- Citizenship: French
- Education: Université de technologie de Belfort-Montbéliard
- Occupation: Engineer
- Employer: Racing Bulls
- Title: Race engineer

= Pierre Hamelin =

French engineer

Pierre Hamelin is a French Formula One engineer. He is the race engineer for Arvid Lindblad at the Racing Bulls Formula One team. He was race engineer for Daniil Kvyat, Alex Albon, Pierre Gasly, Daniel Riccardo and Isack Hadjar.

==Career==
Hamelin studied mechanical engineering at the UTBM. He began his Formula One career with the Renault F1 Team as an R&D engineer. When the Enstone-based outfit was rebranded as the Lotus F1 Team in 2012, he moved into a race support engineering role, a position he held through the 2013 season.

He joined Scuderia Toro Rosso in 2014 as a Performance Engineer, working with Daniil Kvyat during the Russian's rookie season, focusing on car set up and performance optimisation. In 2015 he continued in a similar capacity with Carlos Sainz, remaining with the Spaniard into the opening rounds of 2016. Following Kvyat's return to Toro Rosso midway through the 2016 season, Hamelin was promoted to Race Engineer. He engineered Kvyat through 2017 before working with Brendon Hartley during the closing stages of that season and throughout the 2018 campaign.

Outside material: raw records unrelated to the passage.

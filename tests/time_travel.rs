use std::sync::Arc;

use schemaql::EngineError;
use schemaql::datatype::Value;
use schemaql::engine::Engine;
use schemaql::settings::Settings;
use schemaql::timetravel::{RequestContext, TimeTravel, parse_timestamp};
use serde_json::json;

fn setup() -> Engine {
    let settings = Settings {
        schema_path: "tests/data/schema.graphql".into(),
        data_dir: "tests/data".into(),
        ..Settings::default()
    };
    Engine::open(&settings).expect("engine")
}

fn at(text: &str) -> RequestContext {
    RequestContext::at(parse_timestamp(text).expect("timestamp"))
}

fn names(engine: &Engine, context: &RequestContext) -> Vec<String> {
    engine
        .store()
        .get_data("MarketingCustomer", context)
        .records()
        .iter()
        .filter_map(|r| r.get("name").and_then(Value::as_str).map(str::to_string))
        .collect()
}

#[test]
fn as_of_reads_pick_the_version_valid_then() {
    let engine = setup();
    assert_eq!(names(&engine, &at("2022-06-01")), vec!["Eve", "alice", "Bob", "Old"]);
    // Dave's own validFrom puts him in from March 2023
    assert_eq!(names(&engine, &at("2023-06-01")), vec!["Eve", "alice", "Bob", "Dave", "New"]);
    assert_eq!(names(&engine, &RequestContext::live()), vec!["Eve", "alice", "Bob", "New", "Dave"]);
    // before any version of 123 existed
    assert_eq!(names(&engine, &at("2021-06-01")), vec!["Eve", "alice", "Bob"]);
}

#[test]
fn lookups_respect_the_context() {
    let engine = setup();
    let store = engine.store();
    let old = store.get_by_id("MarketingCustomer", &Value::from(123), &at("2022-06-01")).expect("old");
    assert_eq!(old.get("name"), Some(&Value::from("Old")));
    let live = store.get_by_id("MarketingCustomer", &Value::from("123"), &RequestContext::live()).expect("live");
    assert_eq!(live.get("name"), Some(&Value::from("New")));
    let gold = store.get_by_field("MarketingCustomer", "tier", &Value::from("gold"), &RequestContext::live());
    assert_eq!(gold.len(), 2);
}

#[test]
fn history_is_newest_first() {
    let engine = setup();
    let time_travel = TimeTravel::new(Arc::clone(engine.store()));
    let history = time_travel.get_record_history("MarketingCustomer", &Value::from("123"));
    let versions: Vec<&Value> = history.iter().filter_map(|e| e.record().get("name")).collect();
    assert_eq!(versions, vec![&Value::from("New"), &Value::from("Old")]);
    assert!(history[0].valid_to().is_none());
    assert!(history[1].is_valid_at(parse_timestamp("2022-12-31").expect("timestamp")));
    // the entry with an unreadable validFrom was dropped at load
    assert!(time_travel.get_record_history("MarketingCustomer", &Value::from(999)).is_empty());
    assert!(time_travel.get_record_history("FinanceEmployee", &Value::from("e1")).is_empty());
}

#[test]
fn queries_run_as_of_a_timestamp() {
    let engine = setup();
    let time_travel = TimeTravel::new(Arc::clone(engine.store()));
    let document = json!({"query": {"marketing": {"customers": {"where": {"id": 123}, "fields": ["name"]}}}});

    let then = time_travel.query_at(&engine, &document, "2022-06-01T00:00:00Z").expect("query ok");
    let now = engine.process_query(&document).expect("query ok");
    assert_eq!(serde_json::to_value(then).expect("json")["marketing"]["customers"], json!({"name": "Old"}));
    assert_eq!(serde_json::to_value(now).expect("json")["marketing"]["customers"], json!({"name": "New"}));

    let error = time_travel.query_at(&engine, &document, "yesterday").expect_err("invalid");
    assert!(matches!(error, EngineError::InvalidTimestamp(_)));
    assert!(error.is_caller_error());
}

#[test]
fn cached_results_do_not_leak_across_instants() {
    let engine = setup();
    let document = json!({"query": {"metadata": {"fields": ["types"]}, "marketing": {"customers": {"fields": ["name"]}}}});
    let live = engine.process_query(&document).expect("query ok");
    let then = engine.process_query_in(&document, &at("2022-06-01")).expect("query ok");
    assert_eq!(engine.cache().len(), 2);
    assert_ne!(live, then);
}

#[test]
fn includes_follow_the_same_instant() {
    let engine = setup();
    let document = json!({"query": {"marketing": {"orders": {
        "where": {"id": 100}, "fields": ["id"], "include": {"customer": ["name"]}
    }}}});
    let result = engine.process_query_in(&document, &at("2022-06-01")).expect("query ok");
    let result = serde_json::to_value(result).expect("json");
    assert_eq!(result["marketing"]["orders"], json!({"id": 100, "customer": {"name": "Eve"}}));
}

#[test]
fn histories_reload_per_type() {
    let engine = setup();
    assert_eq!(engine.store().load_history("MarketingCustomer").expect("history"), 2);
    assert_eq!(engine.store().load_history("FinanceEmployee").expect("history"), 0);
    assert_eq!(engine.store().load_history("NoSuchType").expect("history"), 0);
}

#[test]
fn debug_info_counts_records_history_and_indexes() {
    let engine = setup();
    let info = engine.store().debug_info();
    let customers = &info["types"]["MarketingCustomer"];
    assert_eq!(customers["records"], 5);
    assert_eq!(customers["history"], 2);
    assert!(customers["indexes"].get("id").is_some());
    assert!(customers["indexes"].get("marketingorderId").is_some());
    assert_eq!(info["types"]["MarketingCampaign"]["records"], 0);
}
pub struct DataStore {
    settings: StoreSettings,
    snapshot: RwLock<Arc<Snapshot>>,
}
impl DataStore {
    pub fn new(settings: StoreSettings) -> Self {
        Self {
            settings,
            snapshot: RwLock::new(Arc::new(Snapshot::default())),
        }
    }
    pub fn settings(&self) -> &StoreSettings {
        &self.settings
    }

    fn current(&self) -> Arc<Snapshot> {
        Arc::clone(&self.snapshot.read().unwrap_or_else(PoisonError::into_inner))
    }

    // Copy on write: the copy shares every table and history by `Arc`.
    fn publish_with(&self, change: impl FnOnce(&mut Snapshot)) {
        let mut guard = self.snapshot.write().unwrap_or_else(PoisonError::into_inner);
        let mut next = Snapshot::clone(&guard);
        change(&mut next);
        *guard = Arc::new(next);
    }

    /// Builds a table for every type in the registry, then publishes them all at
    /// once. Missing sources give empty tables; a source that exists but cannot be
    /// read or decoded fails the whole load and leaves the previous tables in place.
    pub fn load(&self, registry: &Registry) -> Result<()> {
        let mut next = Snapshot::default();
        for schema_type in registry.types() {
            let name = schema_type.name();
            let records = match schema_type.source() {
                SourceBinding::File(file) => {
                    let candidates = candidate_paths(&self.settings.data_dir, file);
                    match candidates.into_iter().find(|p| p.is_file()) {
                        Some(path) => {
                            let records = read_records(&path)?;
                            let history = read_history(&history_path(&path))?;
                            if !history.is_empty() {
                                next.histories.insert(name.to_string(), Arc::new(history));
                            }
                            next.sources.insert(name.to_string(), path);
                            records
                        }
                        None => {
                            warn!(type_name = name, file = %file, "data source not found, table is empty");
                            Vec::new()
                        }
                    }
                }
                SourceBinding::Db(entity) => match &self.settings.sqlite_path {
                    Some(db) => SqliteSource::new(db, entity.as_str())?.all()?,
                    None => {
                        warn!(type_name = name, %entity, "no sqlite_path configured, table is empty");
                        Vec::new()
                    }
                },
                SourceBinding::Api(url) => {
                    warn!(type_name = name, %url, "api sources are not fetched, table is empty");
                    Vec::new()
                }
                SourceBinding::Unknown => Vec::new(),
            };
            debug!(type_name = name, records = records.len(), "table built");
            next.tables.insert(name.to_string(), Arc::new(DataTable::new(records)));
        }
        info!(tables = next.tables.len(), histories = next.histories.len(), "data loaded");
        *self.snapshot.write().unwrap_or_else(PoisonError::into_inner) = Arc::new(next);
        Ok(())
    }

    /// Replaces the history of one type from its companion file. A type without a
    /// file source, or without a history file, ends up with an empty history.
    pub fn load_history(&self, type_name: &str) -> Result<usize> {
        let history = match self.current().sources.get(type_name) {
            Some(path) => read_history(&history_path(path))?,
            None => Vec::new(),
        };
        let count = history.len();
        self.publish_with(|snapshot| {
            snapshot.histories.insert(type_name.to_string(), Arc::new(history));
        });
        Ok(count)
    }

    /// Publishes a table built from `records`, replacing any table of that name.
    pub fn insert_table(&self, type_name: &str, records: Vec<Record>) {
        let table = Arc::new(DataTable::new(records));
        self.publish_with(|snapshot| {
            snapshot.tables.insert(type_name.to_string(), table);
        });
    }

    pub fn contains(&self, type_name: &str) -> bool {
        self.current().tables.contains_key(type_name)
    }

    pub fn type_names(&self) -> Vec<String> {
        let mut names: Vec<String> = self.current().tables.keys().cloned().collect();
        names.sort();
        names
    }

    /// The table as seen by `context`. Live reads hand out the published table.
    /// Reads as of `t` combine the history entries valid at `t` for every id that
    /// has history with the live records of ids that have none, those filtered by
    /// their own validity fields.
    pub fn get_data(&self, type_name: &str, context: &RequestContext) -> Arc<DataTable> {
        let snapshot = self.current();
        let Some(live) = snapshot.tables.get(type_name).cloned() else {
            debug!(type_name, "no table");
            return Arc::new(DataTable::default());
        };
        let Some(t) = context.as_of() else {
            return live;
        };
        let history = snapshot.history_of(type_name);
        let versioned: HashSet<String> = history
            .iter()
            .filter_map(|entry| entry.record().get("id"))
            .map(|id| id.to_string())
            .collect();
        let mut records: Vec<Record> = live
            .records()
            .iter()
            .filter(|record| {
                let has_history = record
                    .get("id")
                    .is_some_and(|id| versioned.contains(&id.to_string()));
                !has_history && record_valid_at(record, t)
            })
            .cloned()
            .collect();
        records.extend(
            history
                .iter()
                .filter(|entry| entry.is_valid_at(t))
                .map(|entry| entry.record().clone()),
        );
        debug!(type_name, as_of = %t, records = records.len(), "point-in-time table");
        Arc::new(DataTable::new(records))
    }

    pub fn get_by_id(&self, type_name: &str, id: &Value, context: &RequestContext) -> Option<Record> {
        self.get_data(type_name, context)
            .find_by_field("id", id)
            .first()
            .map(|record| (*record).clone())
    }

    pub fn get_by_field(&self, type_name: &str, field: &str, value: &Value, context: &RequestContext) -> Vec<Record> {
        self.get_data(type_name, context)
            .find_by_field(field, value)
            .into_iter()
            .cloned()
            .collect()
    }

    /// Every version of one record, newest first.
    pub fn get_history(&self, type_name: &str, id: &Value) -> Vec<HistoryEntry> {
        let mut entries: Vec<HistoryEntry> = self
            .current()
            .history_of(type_name)
            .iter()
            .filter(|entry| entry.record().get("id").is_some_and(|held| held.same_identity(id)))
            .cloned()
            .collect();
        entries.sort_by(|a, b| b.valid_from().cmp(&a.valid_from()));
        entries
    }

    /// Record, history and index counts per type.
    pub fn debug_info(&self) -> serde_json::Value {
        let snapshot = self.current();
        let mut names: Vec<&String> = snapshot.tables.keys().collect();
        names.sort();
        let mut types = serde_json::Map::new();
        for name in names {
            let table = &snapshot.tables[name];
            let indexes: serde_json::Map<String, serde_json::Value> = table
                .indexed_fields()
                .into_iter()
                .map(|(field, keys)| (field.to_string(), json!(keys)))
                .collect();
            types.insert(
                name.clone(),
                json!({
                    "records": table.len(),
                    "history": snapshot.histories.get(name).map_or(0, |h| h.len()),
                    "indexes": indexes,
                }),
            );
        }
        json!({ "dataDir": self.settings.data_dir.display().to_string(), "types": types })
    }
}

In 2019 Hamelin oversaw the transition between drivers during Red Bull's mid-season reshuffle, first engineering Alexander Albon and then Pierre Gasly following Gasly's return to Toro Rosso, helping guide the Frenchman to his maiden podium finish at the 2019 Brazilian Grand Prix. He remained Gasly's race engineer when the team transitioned into Scuderia AlphaTauri for 2020, engineering the Frenchman to his maiden Formula One victory at the 2020 Italian Grand Prix. Hamelin continued in this role through the 2021 and 2022 seasons, overseeing Gasly's race operations, set-up direction and performance development as AlphaTauri regularly competed in the midfield and scoring the occasional podium finish.

During 2023 Hamelin initially engineered Nyck de Vries before the Dutchman was replaced mid-season. He then worked with Daniel Ricciardo, whose campaign was interrupted by injury, leading reserve driver Liam Lawson to step in for several rounds. For 2024 Hamelin continued as race engineer to Ricciardo upon his return, before a further change saw Ricciardo released and Lawson reinstated. He remained with Lawson as the Faenza team transitioned into the rebranded Racing Bulls operation. He was assigned as Race Engineer to Isack Hadjar for the 2025 season, guiding the French rookie through his debut year, including a podium finish at the 2025 Dutch Grand Prix. In 2026 he has been assigned as Race Engineer to another rookie, Arvid Lindblad, overseeing the Briton's transition into Formula One.